The funds, to be channelled through the Botswana and USA partnership (BOTUSA), will be used to provide critical technical and financial support for HIV testing, prevention of mother-to-child HIV transmission, antiretroviral treatment, palliative care and support for people living with HIV/AIDS, said Gregory Kelebonye, BOTUSA's communication officer.
The PEPFAR programme was initiated by US President George W. Bush in 2003, when he pledged $15 billion for tackling HIV/AIDS around the world.
"Botswana is one of the 15 countries that are getting funds under the US President Emergency Plan, and we are closely working with the US embassy in the country to plan, implement and coordinate the initiative," said Kelebonye.
As part of the project, BOTUSA is currently working with a local scientific reference group to prepare for the clinical trials of microcides that women can apply before having sexual intercourse to prevent transmission of HIV and other sexual infections.
"We are also in the process of initiating a controlled clinical trial to determine whether taking Tenofovir, an antiretroviral drug, could prevent HIV infection in healthy, HIV negative, sexually active young people," Kelebonye said.

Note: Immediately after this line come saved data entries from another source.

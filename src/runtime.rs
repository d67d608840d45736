use std::sync::mpsc::{self, Receiver, RecvTimeoutError};
use std::time::Duration;

use crossterm::event::{self, Event as CtEvent, KeyEvent, MouseButton, MouseEventKind};

/// Input and timing events consumed by the app loop
#[derive(Clone, Debug)]
pub enum GameEvent {
    Key(KeyEvent),
    /// Left mouse button pressed at a terminal position
    Click { column: u16, row: u16 },
    Resize,
    Tick,
}

/// Map a raw crossterm event onto a game event. Anything the game doesn't use
/// (focus, paste, mouse moves and releases) maps to `None`.
pub fn translate(event: CtEvent) -> Option<GameEvent> {
    match event {
        CtEvent::Key(key) => Some(GameEvent::Key(key)),
        CtEvent::Mouse(mouse) => match mouse.kind {
            MouseEventKind::Down(MouseButton::Left) => Some(GameEvent::Click {
                column: mouse.column,
                row: mouse.row,
            }),
            _ => None,
        },
        CtEvent::Resize(_, _) => Some(GameEvent::Resize),
        _ => None,
    }
}

pub trait GameEventSource: Send + 'static {
    /// Block for up to `timeout` waiting for an event.
    fn recv_timeout(&self, timeout: Duration) -> Result<GameEvent, RecvTimeoutError>;
}

/// Event source fed through a channel: by a terminal reader thread in the
/// binary, or directly by tests.
pub struct ChannelEventSource {
    rx: Receiver<GameEvent>,
}

impl ChannelEventSource {
    pub fn new(rx: Receiver<GameEvent>) -> Self {
        Self { rx }
    }

    /// Spawn a thread that reads the terminal and forwards translated events.
    /// The thread exits when the receiver is dropped or the terminal read fails.
    pub fn crossterm() -> Self {
        let (tx, rx) = mpsc::channel();
        std::thread::spawn(move || loop {
            let raw = match event::read() {
                Ok(raw) => raw,
                Err(e) => {
                    tracing::warn!(error = %e, "terminal read failed; input stopped");
                    break;
                }
            };
            if let Some(ev) = translate(raw) {
                if tx.send(ev).is_err() {
                    break;
                }
            }
        });
        Self { rx }
    }
}

impl GameEventSource for ChannelEventSource {
    fn recv_timeout(&self, timeout: Duration) -> Result<GameEvent, RecvTimeoutError> {
        self.rx.recv_timeout(timeout)
    }
}

pub trait Ticker: Send + Sync + 'static {
    fn interval(&self) -> Duration;
}

#[derive(Clone, Copy, Debug)]
pub struct FixedTicker {
    interval: Duration,
}

impl FixedTicker {
    pub fn new(interval: Duration) -> Self {
        Self { interval }
    }
}

impl Ticker for FixedTicker {
    fn interval(&self) -> Duration {
        self.interval
    }
}

/// Hands out one event per step, or `Tick` once the wait runs out
pub struct Runner<E: GameEventSource, T: Ticker> {
    event_source: E,
    ticker: T,
}

impl<E: GameEventSource, T: Ticker> Runner<E, T> {
    pub fn new(event_source: E, ticker: T) -> Self {
        Self {
            event_source,
            ticker,
        }
    }

    pub fn step(&self) -> GameEvent {
        self.wait(self.ticker.interval())
    }

    /// Like `step`, but wakes early when a game timer is due sooner than the
    /// next regular tick.
    pub fn step_until(&self, next_timer: Option<Duration>) -> GameEvent {
        let interval = self.ticker.interval();
        self.wait(next_timer.map_or(interval, |due| due.min(interval)))
    }

    fn wait(&self, timeout: Duration) -> GameEvent {
        match self.event_source.recv_timeout(timeout) {
            Ok(ev) => ev,
            Err(RecvTimeoutError::Timeout) | Err(RecvTimeoutError::Disconnected) => GameEvent::Tick,
        }
    }
}
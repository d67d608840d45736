pub mod charting;
pub mod grid;

use ratatui::{
    buffer::Buffer,
    layout::{Alignment, Constraint, Direction, Layout, Rect},
    style::{Color, Modifier, Style},
    text::{Line, Span},
    widgets::{Axis, Block, Borders, Chart, Clear, Dataset, GraphType, Paragraph, Widget, Wrap},
};
use reflex::{
    difficulty::Phase,
    presentation::Snapshot,
    session::{EndCause, SessionState, CELL_COUNT},
    time_series::reaction_series,
};

use crate::App;
use grid::GridGeometry;

const HORIZONTAL_MARGIN: u16 = 2;
const VERTICAL_MARGIN: u16 = 1;
const SIDE_PANEL_WIDTH: u16 = 34;

/// Screen regions, derived from the frame size alone
#[derive(Debug, Clone, Copy, PartialEq, Eq)]
pub struct Panels {
    pub header: Rect,
    pub grid: Rect,
    pub stats: Rect,
    pub legend: Rect,
    pub side: Option<Rect>,
}

pub fn panels(area: Rect) -> Panels {
    let with_side = area.width >= SIDE_PANEL_WIDTH * 2;
    let columns = Layout::default()
        .direction(Direction::Horizontal)
        .horizontal_margin(HORIZONTAL_MARGIN)
        .vertical_margin(VERTICAL_MARGIN)
        .constraints(if with_side {
            vec![Constraint::Min(1), Constraint::Length(SIDE_PANEL_WIDTH)]
        } else {
            vec![Constraint::Min(1)]
        })
        .split(area);

    let rows = Layout::default()
        .direction(Direction::Vertical)
        .constraints([
            Constraint::Length(2), // header
            Constraint::Min(3),    // grid
            Constraint::Length(2), // stats
            Constraint::Length(1), // legend
        ])
        .split(columns[0]);

    Panels {
        header: rows[0],
        grid: rows[1],
        stats: rows[2],
        legend: rows[3],
        side: with_side.then(|| columns[1]),
    }
}

/// Grid placement for a frame of the given size
pub fn grid_geometry(area: Rect) -> GridGeometry {
    GridGeometry::fit(panels(area).grid)
}

pub fn phase_color(phase: Phase) -> Color {
    match phase {
        Phase::Easy => Color::Green,
        Phase::Medium => Color::Yellow,
        Phase::Hard => Color::LightRed,
        Phase::Extreme => Color::Red,
        Phase::Insane => Color::Magenta,
        Phase::Brutal => Color::LightMagenta,
        Phase::Impossible => Color::White,
    }
}

impl Widget for &App {
    fn render(self, area: Rect, buf: &mut Buffer) {
        let snap = &self.snapshot;
        let layout = panels(area);

        let bold_style = Style::default().add_modifier(Modifier::BOLD);
        let dim_style = Style::default().add_modifier(Modifier::DIM);
        let italic_style = Style::default().add_modifier(Modifier::ITALIC);
        let level_style = Style::default()
            .patch(bold_style)
            .fg(phase_color(snap.difficulty.phase));

        let header = Paragraph::new(vec![
            Line::from(vec![
                Span::styled(format!("score {}", snap.score), bold_style),
                Span::raw("   "),
                Span::styled(
                    format!("{} {}", snap.difficulty.name(), snap.difficulty.level),
                    level_style,
                ),
                Span::raw("   "),
                Span::styled(format!("best {}", snap.high_score), dim_style),
            ]),
            Line::from(Span::styled(
                if snap.muted { "muted" } else { "" },
                dim_style,
            )),
        ])
        .alignment(Alignment::Center);
        header.render(layout.header, buf);

        render_grid(self, snap, layout.grid, buf);

        let stats = Paragraph::new(vec![
            Line::from(Span::styled(
                format!(
                    "clicks {}   last {}   avg {}",
                    snap.click_count,
                    fmt_ms(snap.last_reaction_ms.map(|ms| ms as f64)),
                    fmt_ms(snap.reactions.average_ms),
                ),
                bold_style,
            )),
            Line::from(Span::styled(
                format!(
                    "fastest {}   slowest {}   sd {}",
                    fmt_ms(snap.reactions.fastest_ms.map(|ms| ms as f64)),
                    fmt_ms(snap.reactions.slowest_ms.map(|ms| ms as f64)),
                    fmt_ms(snap.reactions.std_dev_ms),
                ),
                dim_style,
            )),
        ])
        .alignment(Alignment::Center);
        stats.render(layout.stats, buf);

        let legend = Paragraph::new(Span::styled(
            match snap.state {
                SessionState::Running => "(space) restart / (m)ute / (esc)ape",
                SessionState::Idle | SessionState::Ended => "(space) start / (m)ute / (esc)ape",
            },
            italic_style,
        ))
        .alignment(Alignment::Center);
        legend.render(layout.legend, buf);

        if let Some(side) = layout.side {
            render_side_panel(snap, side, buf);
        }
    }
}

fn render_grid(app: &App, snap: &Snapshot, area: Rect, buf: &mut Buffer) {
    let geometry = GridGeometry::fit(area);
    let keys = app.layout.keys();
    let lit = Style::default()
        .bg(phase_color(snap.difficulty.phase))
        .fg(Color::Black)
        .add_modifier(Modifier::BOLD);
    let unlit = Style::default().add_modifier(Modifier::DIM);

    for (cell, key) in keys.iter().enumerate().take(CELL_COUNT) {
        let rect = geometry.cell_rect(cell).intersection(area);
        if rect.is_empty() {
            continue;
        }
        let active = snap.active_cells.contains(&cell);
        let style = if active { lit } else { unlit };

        let block = Block::default().borders(Borders::ALL).style(style);
        let inner = block.inner(rect);
        block.render(rect, buf);
        Paragraph::new(Span::styled(key.to_string(), style))
            .alignment(Alignment::Center)
            .render(inner, buf);
    }

    match snap.state {
        SessionState::Idle => overlay(
            geometry.origin,
            buf,
            vec![Line::from(Span::styled(
                "press space to start",
                Style::default()
                    .fg(Color::Yellow)
                    .add_modifier(Modifier::BOLD | Modifier::ITALIC),
            ))],
        ),
        SessionState::Ended => overlay(geometry.origin, buf, game_over_lines(snap)),
        SessionState::Running => {}
    }
}

fn game_over_lines(snap: &Snapshot) -> Vec<Line<'static>> {
    let bold_style = Style::default().add_modifier(Modifier::BOLD);
    let mut lines = vec![Line::from(Span::styled(
        "GAME OVER",
        Style::default().patch(bold_style).fg(Color::Red),
    ))];
    if let Some(end) = &snap.end {
        let why = match end.cause {
            EndCause::SlowClick { .. } => "too slow",
            EndCause::Expired { .. } => "missed a target",
        };
        lines.push(Line::from(format!(
            "{} ({}ms)",
            why, end.terminal_reaction_ms
        )));
        lines.push(Line::from(Span::styled(
            format!("final score {}", end.final_score),
            bold_style,
        )));
    }
    if snap.new_high_score {
        lines.push(Line::from(Span::styled(
            "NEW HIGH SCORE!",
            Style::default().patch(bold_style).fg(Color::Yellow),
        )));
    }
    lines
}

fn overlay(area: Rect, buf: &mut Buffer, lines: Vec<Line<'static>>) {
    let height = (lines.len() as u16 + 2).min(area.height);
    let width = area.width.min(30).max(area.width / 2);
    let rect = Rect::new(
        area.x + (area.width - width) / 2,
        area.y + (area.height - height) / 2,
        width,
        height,
    );
    Clear.render(rect, buf);
    Paragraph::new(lines)
        .block(Block::default().borders(Borders::ALL))
        .alignment(Alignment::Center)
        .wrap(Wrap { trim: true })
        .render(rect, buf);
}

fn render_side_panel(snap: &Snapshot, area: Rect, buf: &mut Buffer) {
    let chunks = Layout::default()
        .direction(Direction::Vertical)
        .constraints([Constraint::Percentage(50), Constraint::Percentage(50)])
        .split(area);

    let bold_style = Style::default().add_modifier(Modifier::BOLD);
    let points: Vec<(f64, f64)> = reaction_series(&snap.reaction_samples)
        .into_iter()
        .map(Into::into)
        .collect();
    let (clicks, ceiling) = charting::compute_chart_params(&points);
    let datasets = vec![Dataset::default()
        .marker(ratatui::symbols::Marker::Braille)
        .style(Style::default().fg(Color::Magenta))
        .graph_type(GraphType::Line)
        .data(&points)];

    Chart::new(datasets)
        .block(Block::default().title("reaction").borders(Borders::ALL))
        .x_axis(
            Axis::default()
                .title("click")
                .bounds([0.0, clicks])
                .labels(vec![
                    Span::styled("0", bold_style),
                    Span::styled(charting::format_label(clicks), bold_style),
                ]),
        )
        .y_axis(
            Axis::default()
                .title("ms")
                .bounds([0.0, ceiling])
                .labels(vec![
                    Span::styled("0", bold_style),
                    Span::styled(charting::format_label(ceiling), bold_style),
                ]),
        )
        .render(chunks[0], buf);

    let history: Vec<Line> = if snap.history.is_empty() {
        vec![Line::from(Span::styled(
            "no games yet",
            Style::default().add_modifier(Modifier::ITALIC),
        ))]
    } else {
        snap.history
            .iter()
            .map(|r| {
                Line::from(format!(
                    "{}  {:>6}  {:>3} clicks  {:>4.0}ms",
                    r.played_at.format("%m-%d %H:%M"),
                    r.score,
                    r.click_count,
                    r.avg_reaction_ms
                ))
            })
            .collect()
    };
    Paragraph::new(history)
        .block(Block::default().title("history").borders(Borders::ALL))
        .render(chunks[1], buf);
}

fn fmt_ms(ms: Option<f64>) -> String {
    match ms {
        Some(ms) => format!("{ms:.0}ms"),
        None => "-".to_string(),
    }
}

#[cfg(test)]
mod tests {
    use super::*;
    use reflex::config::KeyLayout;
    use reflex::difficulty::DifficultyLabel;
    use reflex::records::GameResult;
    use reflex::session::SessionEnd;
    use reflex::stats::ReactionSummary;

    fn snapshot(state: SessionState) -> Snapshot {
        Snapshot {
            state,
            active_cells: vec![],
            score: 0,
            click_count: 0,
            reactions: ReactionSummary::default(),
            reaction_samples: vec![],
            last_reaction_ms: None,
            difficulty: DifficultyLabel::for_progress(0),
            high_score: 0,
            new_high_score: false,
            end: None,
            history: vec![],
            muted: false,
        }
    }

    fn render(app: &App, width: u16, height: u16) -> String {
        let area = Rect::new(0, 0, width, height);
        let mut buffer = Buffer::empty(area);
        app.render(area, &mut buffer);
        buffer.content().iter().map(|c| c.symbol()).collect()
    }

    #[test]
    fn idle_screen_prompts_to_start() {
        let app = App::headless(snapshot(SessionState::Idle), KeyLayout::Numpad);
        let rendered = render(&app, 100, 30);
        assert!(rendered.contains("press space to start"));
        assert!(rendered.contains("Easy 1"));
        assert!(rendered.contains("no games yet"));
    }

    #[test]
    fn running_screen_shows_keys_and_score() {
        let mut snap = snapshot(SessionState::Running);
        snap.active_cells = vec![4];
        snap.score = 750;
        snap.click_count = 1;
        snap.reaction_samples = vec![250];
        snap.last_reaction_ms = Some(250);
        let app = App::headless(snap, KeyLayout::Qwerty);
        let rendered = render(&app, 100, 30);
        assert!(rendered.contains("score 750"));
        assert!(rendered.contains("last 250ms"));
        for key in KeyLayout::Qwerty.keys() {
            assert!(rendered.contains(key), "missing key {key}");
        }
    }

    #[test]
    fn ended_screen_shows_result_and_high_score() {
        let mut snap = snapshot(SessionState::Ended);
        snap.score = 1800;
        snap.high_score = 1800;
        snap.new_high_score = true;
        snap.end = Some(SessionEnd {
            cause: EndCause::Expired { cell: 2 },
            final_score: 1800,
            terminal_reaction_ms: 1520,
            click_count: 2,
            avg_reaction_ms: 100.0,
        });
        snap.history = vec![GameResult::from_end(
            snap.end.as_ref().unwrap(),
            chrono::Local::now(),
        )];
        let app = App::headless(snap, KeyLayout::Numpad);
        let rendered = render(&app, 100, 30);
        assert!(rendered.contains("GAME OVER"));
        assert!(rendered.contains("final score 1800"));
        assert!(rendered.contains("NEW HIGH SCORE!"));
        assert!(!rendered.contains("no games yet"));
    }

    #[test]
    fn renders_in_odd_sizes() {
        let app = App::headless(snapshot(SessionState::Ended), KeyLayout::Numpad);
        for (w, h) in [(20, 10), (200, 5), (40, 60), (68, 24)] {
            let _ = render(&app, w, h);
        }
    }

    #[test]
    fn grid_geometry_matches_rendered_cells() {
        let mut snap = snapshot(SessionState::Running);
        snap.active_cells = vec![0];
        let app = App::headless(snap, KeyLayout::Numpad);
        let area = Rect::new(0, 0, 100, 30);
        let mut buffer = Buffer::empty(area);
        (&app).render(area, &mut buffer);

        let geometry = grid_geometry(area);
        let first = geometry.cell_rect(0);
        let cell = buffer.cell((first.x + 1, first.y + 1)).unwrap();
        assert_eq!(cell.bg, phase_color(Phase::Easy));
        assert_eq!(geometry.cell_at(first.x + 1, first.y + 1), Some(0));
    }

    #[test]
    fn side_panel_only_on_wide_terminals() {
        assert!(panels(Rect::new(0, 0, 100, 30)).side.is_some());
        assert!(panels(Rect::new(0, 0, 50, 30)).side.is_none());
    }
}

The drug is said to stop HIV infected cells from replicating. Kelebonye said Tenofovir would be tested on 1,200 volunteers aged between 18 and 21 years over a period of three years.
The BOTUSA programme was initiated in 1995 as a partnership between the Botswana National TB Programme and the Centres for Disease Control, run by the US department of health and human services. It conducts public health research and programmes combating tuberculosis and HIV/AIDS.
Clincial trials of Tenofovir were scrapped in Cambodia and Cameroon following ethical concerns over how the trials were being conducted. AIDS activists in Cameroon and France alleged that the female volunteers taking part had not been sufficiently informed of the risks involved, and would not receive any healthcare if they become infected with HIV during the course of the trial.